Выбрать главу

Василий ждал меня у избы, сидел на бревне и курил. Взглянул на меня, по своему обыкновению, несколько сумеречно, но в то же время и светло, сказал:

— Я уж тебя искать собрался... Баня истоплена. Ты, как, париться любишь?

— Люблю.

— Ну дак чего? Пошли.

Мы пошли и попарились. И вся недостача тепла, калорий — в связи с поворотом лета на осень — возместилась сторицей. Василий охаживал меня веником, новым, прямо с березы. Себя же он сам и стегал.

За ужином я спросил у Василия о резонансной харовской ели, знают ли местные люди особые свойства и ценность своего болотного сокровища с чахлой хвоей.

— А как же, — сказал Василий, — вот мы парились в бане, ей уже семьдесят лет. Ее срубили из мелкослоистой, как ты говоришь, резонансной елки. Другое бы дерево сгнило давно — от перепада температур и от сырости. А в нашей бане даже нижних венцов не меняли. В ней парься еще хоть семьдесят лет.

...Ну вот, пожалуй, и все. Можно ехать домой. Можно поставить точку в последней главе — путешествии на родину харовских резонансных елей, из которых делают деки для пианино. И еще строят бани.

«Где-нибудь на Руси...» Василий Шукшин

1

Кто знал Шукшина, тот помнит его постоянную сосредоточенность, серьезность, углубленность, некоторую даже исступленность, которая стала особенно заметна в последнее время. Василий Шукшин словно чувствовал пределы отпущенного ему срока, он постоянно подгонял себя: «Надо работать!» Именно этой мыслью пронизаны его неоконченные разговоры, последние интервью, появившиеся в печати...

Василий Шукшин торопился, укорял себя в том, что мало сделал, мало знает. Все сказанное им незадолго до кончины — записанное, зафиксированное — отдает горечью и в то же время проникнуто решимостью исполнить главные дела, откинуть второстепенное... «Я многое упустил в жизни и теперь только это сознаю. Играл в кино почти пятнадцать лет... Неустроенная жизнь мешала мне творить, и я бросался то туда, то сюда, потратил на ненужное много сил и теперь должен их беречь. Создал три-четыре книжечки и два фильма: «Печки-лавочки» и «Калина красная»...»

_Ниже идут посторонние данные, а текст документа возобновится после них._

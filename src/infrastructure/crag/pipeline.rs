//! CRAG pipeline implementation
//!
//! Two evidence sources are consulted in turn. Each source's documents are
//! graded for relevance, the relevant ones are leveled, and the admitted
//! levels are merged into one labeled context.

use std::sync::Arc;

use async_trait::async_trait;
use tracing::{debug, info};

use crate::domain::crag::{
    assemble_context, AssembledContext, ContextProvider, CragConfig, EvidenceSlot, GradedSource,
    LeveledDocument, RelevanceGrader, RelevanceLevelGrader, SourceContext, SourceSummary,
};
use crate::domain::evidence::{EvidenceDocument, EvidenceSource};
use crate::domain::DomainError;

const CRAG_EVIDENCE: &str = "the YARA rules and Git advisories in the context";

/// Two-source CRAG context builder
#[derive(Debug, Clone)]
pub struct CragPipeline {
    first: EvidenceSource,
    second: EvidenceSource,
    grader: Arc<dyn RelevanceGrader>,
    level_grader: Arc<dyn RelevanceLevelGrader>,
    config: CragConfig,
}

impl CragPipeline {
    pub fn new(
        first: EvidenceSource,
        second: EvidenceSource,
        grader: Arc<dyn RelevanceGrader>,
        level_grader: Arc<dyn RelevanceLevelGrader>,
        config: CragConfig,
    ) -> Self {
        Self {
            first,
            second,
            grader,
            level_grader,
            config,
        }
    }

    /// Retrieve, grade and level the source in `slot`
    pub async fn grade_source(
        &self,
        slot: EvidenceSlot,
        snippet: &str,
    ) -> Result<GradedSource, DomainError> {
        let source = match slot {
            EvidenceSlot::A => &self.first,
            EvidenceSlot::B => &self.second,
        };

        let documents = source.retrieve(snippet).await?;
        debug!(
            source = %source.label,
            state = %slot.retrieved(),
            retrieved = documents.len(),
            "Retrieved evidence"
        );

        let graded = self.grade_documents(source, snippet, documents).await?;
        debug!(
            source = %source.label,
            state = %slot.graded(),
            relevant = graded.summary.relevant,
            admitted = graded.summary.admitted,
            "Graded evidence"
        );

        Ok(graded)
    }

    async fn grade_documents(
        &self,
        source: &EvidenceSource,
        snippet: &str,
        documents: Vec<EvidenceDocument>,
    ) -> Result<GradedSource, DomainError> {
        if documents.is_empty() {
            return Ok(empty_source(&source.label, 0, 0));
        }

        let grades = self.grader.grade_documents(snippet, &documents).await?;
        if grades.len() != documents.len() {
            return Err(DomainError::internal(format!(
                "Grader returned {} grades for {} documents",
                grades.len(),
                documents.len()
            )));
        }

        let retrieved = documents.len();
        let relevant: Vec<EvidenceDocument> = documents
            .into_iter()
            .zip(grades)
            .filter(|(_, grade)| grade.is_relevant())
            .map(|(document, _)| document)
            .collect();

        if relevant.is_empty() {
            return Ok(empty_source(&source.label, retrieved, 0));
        }

        let levels = self.level_grader.level_documents(snippet, &relevant).await?;
        if levels.len() != relevant.len() {
            return Err(DomainError::internal(format!(
                "Level grader returned {} levels for {} documents",
                levels.len(),
                relevant.len()
            )));
        }

        let relevant_count = relevant.len();
        let leveled: Vec<LeveledDocument> = relevant
            .into_iter()
            .zip(levels)
            .map(|(document, level)| LeveledDocument::new(document, level))
            .collect();

        let admitted = leveled
            .iter()
            .filter(|d| self.config.admits(d.level))
            .count();
        let context = SourceContext::from_leveled(&source.label, &leveled, &self.config);

        Ok(GradedSource {
            context,
            summary: SourceSummary::new(&source.label, retrieved, relevant_count, admitted),
        })
    }
}

fn empty_source(label: &str, retrieved: usize, relevant: usize) -> GradedSource {
    GradedSource {
        context: SourceContext::empty(label),
        summary: SourceSummary::new(label, retrieved, relevant, 0),
    }
}

#[async_trait]
impl ContextProvider for CragPipeline {
    async fn build_context(&self, snippet: &str) -> Result<AssembledContext, DomainError> {
        let first = self.grade_source(EvidenceSlot::A, snippet).await?;
        let second = self.grade_source(EvidenceSlot::B, snippet).await?;

        let text = assemble_context(&first.context, &second.context);

        info!(
            first = %first.summary.label,
            first_admitted = first.summary.admitted,
            second = %second.summary.label,
            second_admitted = second.summary.admitted,
            "Context assembled"
        );

        Ok(AssembledContext::new(text, vec![first.summary, second.summary]))
    }

    fn evidence_description(&self) -> &str {
        CRAG_EVIDENCE
    }

    fn pipeline_name(&self) -> &'static str {
        "crag"
    }
}

#[cfg(test)]
mod tests {
    use super::*;
    use crate::domain::crag::{
        MockRelevanceGrader, MockRelevanceLevelGrader, RelevanceLevel, NO_RELEVANT_CONTEXT,
    };
    use crate::domain::evidence::MockEvidenceStore;

    fn pipeline(
        yara: MockEvidenceStore,
        advisories: MockEvidenceStore,
        grader: Arc<MockRelevanceGrader>,
        level_grader: Arc<MockRelevanceLevelGrader>,
    ) -> CragPipeline {
        CragPipeline::new(
            EvidenceSource::new(Arc::new(yara), "YARA rules", 4),
            EvidenceSource::new(Arc::new(advisories), "Git advisories", 4),
            grader,
            level_grader,
            CragConfig::default(),
        )
    }

    #[tokio::test]
    async fn test_single_high_rule_in_first_source() {
        let grader = Arc::new(MockRelevanceGrader::new().relevant("rule steal_env"));
        let level_grader = Arc::new(
            MockRelevanceLevelGrader::new().with_level("rule steal_env", RelevanceLevel::High),
        );
        let pipeline = pipeline(
            MockEvidenceStore::new("yara").with_documents(&["rule steal_env", "rule other"]),
            MockEvidenceStore::new("advisories").with_documents(&["GHSA unrelated"]),
            grader.clone(),
            level_grader.clone(),
        );

        let context = pipeline.build_context("os.environ").await.unwrap();

        assert_eq!(context.text, "YARA rules: \nrule steal_env");
        assert_eq!(context.sources[0], SourceSummary::new("YARA rules", 2, 1, 1));
        assert_eq!(context.sources[1], SourceSummary::new("Git advisories", 1, 0, 0));
        // only relevant documents are leveled
        assert_eq!(level_grader.leveled(), vec!["rule steal_env"]);
        assert_eq!(grader.graded().len(), 3);
    }

    #[tokio::test]
    async fn test_low_levels_are_dropped() {
        let grader = Arc::new(MockRelevanceGrader::new().relevant("r1").relevant("a1"));
        let level_grader = Arc::new(
            MockRelevanceLevelGrader::new()
                .with_level("r1", RelevanceLevel::Low)
                .with_level("a1", RelevanceLevel::Medium),
        );
        let pipeline = pipeline(
            MockEvidenceStore::new("yara").with_documents(&["r1"]),
            MockEvidenceStore::new("advisories").with_documents(&["a1"]),
            grader,
            level_grader,
        );

        let context = pipeline.build_context("snippet").await.unwrap();

        assert_eq!(context.text, "Git advisories: \na1");
    }

    #[tokio::test]
    async fn test_both_sources_admitted() {
        let grader = Arc::new(
            MockRelevanceGrader::new()
                .relevant("r1")
                .relevant("r2")
                .relevant("a1"),
        );
        let level_grader = Arc::new(
            MockRelevanceLevelGrader::new()
                .with_level("r1", RelevanceLevel::High)
                .with_level("r2", RelevanceLevel::Medium)
                .with_level("a1", RelevanceLevel::High),
        );
        let pipeline = pipeline(
            MockEvidenceStore::new("yara").with_documents(&["r1", "r2"]),
            MockEvidenceStore::new("advisories").with_documents(&["a1"]),
            grader,
            level_grader,
        );

        let context = pipeline.build_context("snippet").await.unwrap();

        assert_eq!(context.text, "YARA rules: \nr1 \nr2 \nGit advisories: \na1");
        assert_eq!(context.admitted(), 3);
    }

    #[tokio::test]
    async fn test_nothing_retrieved_is_sentinel() {
        let level_grader = Arc::new(MockRelevanceLevelGrader::new());
        let pipeline = pipeline(
            MockEvidenceStore::new("yara"),
            MockEvidenceStore::new("advisories"),
            Arc::new(MockRelevanceGrader::new()),
            level_grader.clone(),
        );

        let context = pipeline.build_context("snippet").await.unwrap();

        assert_eq!(context.text, NO_RELEVANT_CONTEXT);
        assert!(level_grader.leveled().is_empty());
    }

    #[tokio::test]
    async fn test_retrieval_failure_propagates() {
        let pipeline = pipeline(
            MockEvidenceStore::new("yara").with_documents(&["r1"]),
            MockEvidenceStore::new("advisories").with_error("connection reset"),
            Arc::new(MockRelevanceGrader::new()),
            Arc::new(MockRelevanceLevelGrader::new()),
        );

        let result = pipeline.build_context("snippet").await;

        assert!(matches!(result, Err(DomainError::Retrieval { .. })));
    }

    #[tokio::test]
    async fn test_grade_source_by_slot() {
        let pipeline = pipeline(
            MockEvidenceStore::new("yara").with_documents(&["r1", "r2"]),
            MockEvidenceStore::new("advisories").with_documents(&["a1"]),
            Arc::new(MockRelevanceGrader::new().relevant("a1")),
            Arc::new(MockRelevanceLevelGrader::new().with_level("a1", RelevanceLevel::High)),
        );

        let first = pipeline.grade_source(EvidenceSlot::A, "snippet").await.unwrap();
        let second = pipeline.grade_source(EvidenceSlot::B, "snippet").await.unwrap();

        assert_eq!(first.summary, SourceSummary::new("YARA rules", 2, 0, 0));
        assert!(first.context.is_empty());
        assert_eq!(second.summary, SourceSummary::new("Git advisories", 1, 1, 1));
        assert_eq!(second.context.text(), "a1");
    }

    #[tokio::test]
    async fn test_top_k_per_source() {
        let yara = Arc::new(MockEvidenceStore::new("yara").with_documents(&["1", "2", "3", "4", "5"]));
        let grader = Arc::new(MockRelevanceGrader::new());
        let pipeline = CragPipeline::new(
            EvidenceSource::new(yara.clone(), "YARA rules", 4),
            EvidenceSource::new(Arc::new(MockEvidenceStore::new("adv")), "Git advisories", 4),
            grader.clone(),
            Arc::new(MockRelevanceLevelGrader::new()),
            CragConfig::default(),
        );

        pipeline.build_context("snippet").await.unwrap();

        assert_eq!(grader.graded().len(), 4);
        assert_eq!(yara.search_count(), 1);
    }
}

Три-четыре книжечки... два фильма... Шукшин недоволен тем, что сделал. Он предъявляет себе строгий счет. В то время как нам, современникам Шукшина, его читателям, зрителям, казалось, что все дается этому человеку, что этот художник отмечен знаком удачи... Шукшин стал актером, режиссером, кинодраматургом, писателем — и в каждом жанре, в каждом роде искусства сказал свое слово, заставил заметить, услышать себя. Нам казалось, что он достиг столь многого, — сделанного им хватило бы на несколько жизней в искусстве.

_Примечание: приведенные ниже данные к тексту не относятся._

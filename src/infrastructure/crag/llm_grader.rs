//! LLM-based relevance graders
//!
//! One chat request per document. Replies are read with a token scan, so a
//! model that ignores the requested schema still produces a usable grade.

use std::sync::Arc;

use async_trait::async_trait;
use futures::stream::{self, StreamExt, TryStreamExt};
use serde_json::Value;
use tracing::debug;

use crate::domain::crag::prompt::{
    grade_messages, grade_schema, level_messages, level_schema, GRADE_SCHEMA_NAME,
    LEVEL_SCHEMA_NAME,
};
use crate::domain::crag::{
    CragConfig, RelevanceGrade, RelevanceGrader, RelevanceLevel, RelevanceLevelGrader,
};
use crate::domain::evidence::EvidenceDocument;
use crate::domain::llm::{LlmProvider, LlmRequest, Message, StructuredOutputStyle};
use crate::domain::DomainError;

/// Shared request plumbing for both grading stages
#[derive(Debug, Clone)]
struct GradingClient {
    provider: Arc<dyn LlmProvider>,
    model: String,
    style: StructuredOutputStyle,
    config: CragConfig,
}

impl GradingClient {
    async fn ask(
        &self,
        messages: Vec<Message>,
        schema_name: &str,
        schema: Value,
    ) -> Result<String, DomainError> {
        let mut builder = LlmRequest::builder()
            .messages(messages)
            .max_tokens(self.config.grading_max_tokens)
            .response_format(self.style.response_format(schema_name, schema));

        if let Some(temperature) = self.config.temperature {
            builder = builder.temperature(temperature);
        }

        let response = self.provider.chat(&self.model, builder.build()).await?;
        Ok(response.content().to_string())
    }
}

/// Yes/no relevance grader backed by a chat model
#[derive(Debug, Clone)]
pub struct LlmRelevanceGrader {
    client: GradingClient,
}

impl LlmRelevanceGrader {
    pub fn new(
        provider: Arc<dyn LlmProvider>,
        model: impl Into<String>,
        style: StructuredOutputStyle,
        config: CragConfig,
    ) -> Self {
        Self {
            client: GradingClient {
                provider,
                model: model.into(),
                style,
                config,
            },
        }
    }
}

#[async_trait]
impl RelevanceGrader for LlmRelevanceGrader {
    async fn grade_document(
        &self,
        snippet: &str,
        document: &EvidenceDocument,
    ) -> Result<RelevanceGrade, DomainError> {
        let reply = self
            .client
            .ask(
                grade_messages(snippet, &document.content),
                GRADE_SCHEMA_NAME,
                grade_schema(),
            )
            .await?;

        let grade = RelevanceGrade::from_response(&reply);
        debug!(document = %document.id, store = %document.store, %grade, "Graded document");
        Ok(grade)
    }

    async fn grade_documents(
        &self,
        snippet: &str,
        documents: &[EvidenceDocument],
    ) -> Result<Vec<RelevanceGrade>, DomainError> {
        let pending: Vec<_> = documents
            .iter()
            .map(|document| self.grade_document(snippet, document))
            .collect();
        stream::iter(pending)
            .buffered(self.client.config.concurrency())
            .try_collect()
            .await
    }

    fn grader_name(&self) -> &'static str {
        "llm"
    }
}

/// High/medium/low strength grader backed by a chat model
#[derive(Debug, Clone)]
pub struct LlmRelevanceLevelGrader {
    client: GradingClient,
}

impl LlmRelevanceLevelGrader {
    pub fn new(
        provider: Arc<dyn LlmProvider>,
        model: impl Into<String>,
        style: StructuredOutputStyle,
        config: CragConfig,
    ) -> Self {
        Self {
            client: GradingClient {
                provider,
                model: model.into(),
                style,
                config,
            },
        }
    }
}

#[async_trait]
impl RelevanceLevelGrader for LlmRelevanceLevelGrader {
    async fn level_document(
        &self,
        snippet: &str,
        document: &EvidenceDocument,
    ) -> Result<RelevanceLevel, DomainError> {
        let reply = self
            .client
            .ask(
                level_messages(snippet, &document.content),
                LEVEL_SCHEMA_NAME,
                level_schema(),
            )
            .await?;

        let level = RelevanceLevel::from_response(&reply);
        debug!(document = %document.id, store = %document.store, %level, "Leveled document");
        Ok(level)
    }

    async fn level_documents(
        &self,
        snippet: &str,
        documents: &[EvidenceDocument],
    ) -> Result<Vec<RelevanceLevel>, DomainError> {
        let pending: Vec<_> = documents
            .iter()
            .map(|document| self.level_document(snippet, document))
            .collect();
        stream::iter(pending)
            .buffered(self.client.config.concurrency())
            .try_collect()
            .await
    }

    fn grader_name(&self) -> &'static str {
        "llm"
    }
}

Судите сами: только закончен фильм «Печки-лавочки», вскоре следом за ним — «Калина красная». Шукшин ставит эти фильмы как режиссер, исполняет в них главные роли, он пишет эти роли, эти сценарии — для себя, чтобы сказать свое слово, донести до людей свои мысли о жизни. Но этого ему мало. Он работает над сценарием фильма о Стеньке Разине — «Я пришел дать вам волю», делает режиссерские разработки будущего фильма-эпопеи о безудержности русской вольницы — предтечи грядущих революций. Сначала сценарий, потом роман... И в это же время выходит одна из лучших книг Шукшина — «Характеры».

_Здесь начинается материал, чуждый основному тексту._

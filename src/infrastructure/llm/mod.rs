//! LLM provider implementations

mod factory;
mod http_client;
mod openai;

pub use factory::{LlmBackend, LlmProviderConfig, LlmProviderFactory};
pub use http_client::{HttpClient, HttpClientTrait};
pub use openai::OpenAiProvider;

#[cfg(test)]
pub use http_client::mock::MockHttpClient;
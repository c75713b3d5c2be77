//! Relevance grades and levels, and how they are read out of free text

use std::fmt;

use once_cell::sync::Lazy;
use regex::Regex;
use serde::{Deserialize, Serialize};

use crate::domain::evidence::EvidenceDocument;

static YES_NO_PATTERN: Lazy<Regex> = Lazy::new(|| Regex::new(r"(?i)\b(yes|no)\b").unwrap());

static LEVEL_PATTERN: Lazy<Regex> =
    Lazy::new(|| Regex::new(r"(?i)\b(high|medium|low)\b").unwrap());

/// Binary relevance of a document to a code snippet
#[derive(Debug, Clone, Copy, PartialEq, Eq, Serialize, Deserialize)]
#[serde(rename_all = "snake_case")]
pub enum RelevanceGrade {
    Relevant,
    NotRelevant,
}

impl RelevanceGrade {
    /// Read a grade from a model reply.
    ///
    /// The first standalone `yes`/`no` token anywhere in the text wins.
    /// Anything else is `NotRelevant`.
    pub fn from_response(response: &str) -> Self {
        match YES_NO_PATTERN.find(response) {
            Some(m) if m.as_str().eq_ignore_ascii_case("yes") => Self::Relevant,
            _ => Self::NotRelevant,
        }
    }

    pub fn is_relevant(&self) -> bool {
        matches!(self, Self::Relevant)
    }
}

impl fmt::Display for RelevanceGrade {
    fn fmt(&self, f: &mut fmt::Formatter<'_>) -> fmt::Result {
        match self {
            Self::Relevant => write!(f, "yes"),
            Self::NotRelevant => write!(f, "no"),
        }
    }
}

/// Strength of a relevant document's support for a code snippet
#[derive(Debug, Clone, Copy, PartialEq, Eq, Serialize, Deserialize)]
#[serde(rename_all = "snake_case")]
pub enum RelevanceLevel {
    High,
    Medium,
    Low,
}

impl RelevanceLevel {
    /// Read a level from a model reply; first `high`/`medium`/`low` token
    /// wins, `Low` when none is present.
    pub fn from_response(response: &str) -> Self {
        let Some(m) = LEVEL_PATTERN.find(response) else {
            return Self::Low;
        };

        match m.as_str().to_ascii_lowercase().as_str() {
            "high" => Self::High,
            "medium" => Self::Medium,
            _ => Self::Low,
        }
    }
}

impl fmt::Display for RelevanceLevel {
    fn fmt(&self, f: &mut fmt::Formatter<'_>) -> fmt::Result {
        match self {
            Self::High => write!(f, "high"),
            Self::Medium => write!(f, "medium"),
            Self::Low => write!(f, "low"),
        }
    }
}

/// A relevant document together with its strength level
#[derive(Debug, Clone, PartialEq)]
pub struct LeveledDocument {
    pub document: EvidenceDocument,
    pub level: RelevanceLevel,
}

impl LeveledDocument {
    pub fn new(document: EvidenceDocument, level: RelevanceLevel) -> Self {
        Self { document, level }
    }
}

При жизни автора мы как-то стеснялись прилагать к этой книге те же, мерки, что к книгам, ну, скажем, Лескова, Бунина, даже и Чехова. Только теперь, когда Шукшина нет с нами, мы начинаем осознавать, что самые высшие мерки впору и по плечу Василию Шукшину.

Подобно Чехову, Шукшин не делил своих героев по ведомственному принципу на «ученых» и «неученых», на «рабочих» и «нерабочих», на «деревенских» и «городских». Его интересовали нравственные начала, на которых строятся отношения людей в наши дни, когда ученые степени, должности, ранги и прочее решительно теряют свои преимущественные права, прежде всего именно в нравственном смысле, и, наоборот, заново освящаются отцовские, дедовские, национальные, исторические нравственные начала, истоки. В рассказах Шукшина истовость, готовность поклониться святыне — и понимание слабости, несовершенства своего героя, а стало быть, и себя; потребность в покаянии — и сомнения, сомнения; поиски истины — и опять-таки невозможность ее найти...

Откуда все это? Где берет начало талант Шукшина, в чем его своеобычие и непохожесть на другие, соседствующие дарования? Ответ в самой общей форме может быть один: талант Василия Шукшина — это русский национальный талант, в том же смысле, как мы говорим о русской национальной изначальности в таланте, например, Достоевского или Чехова.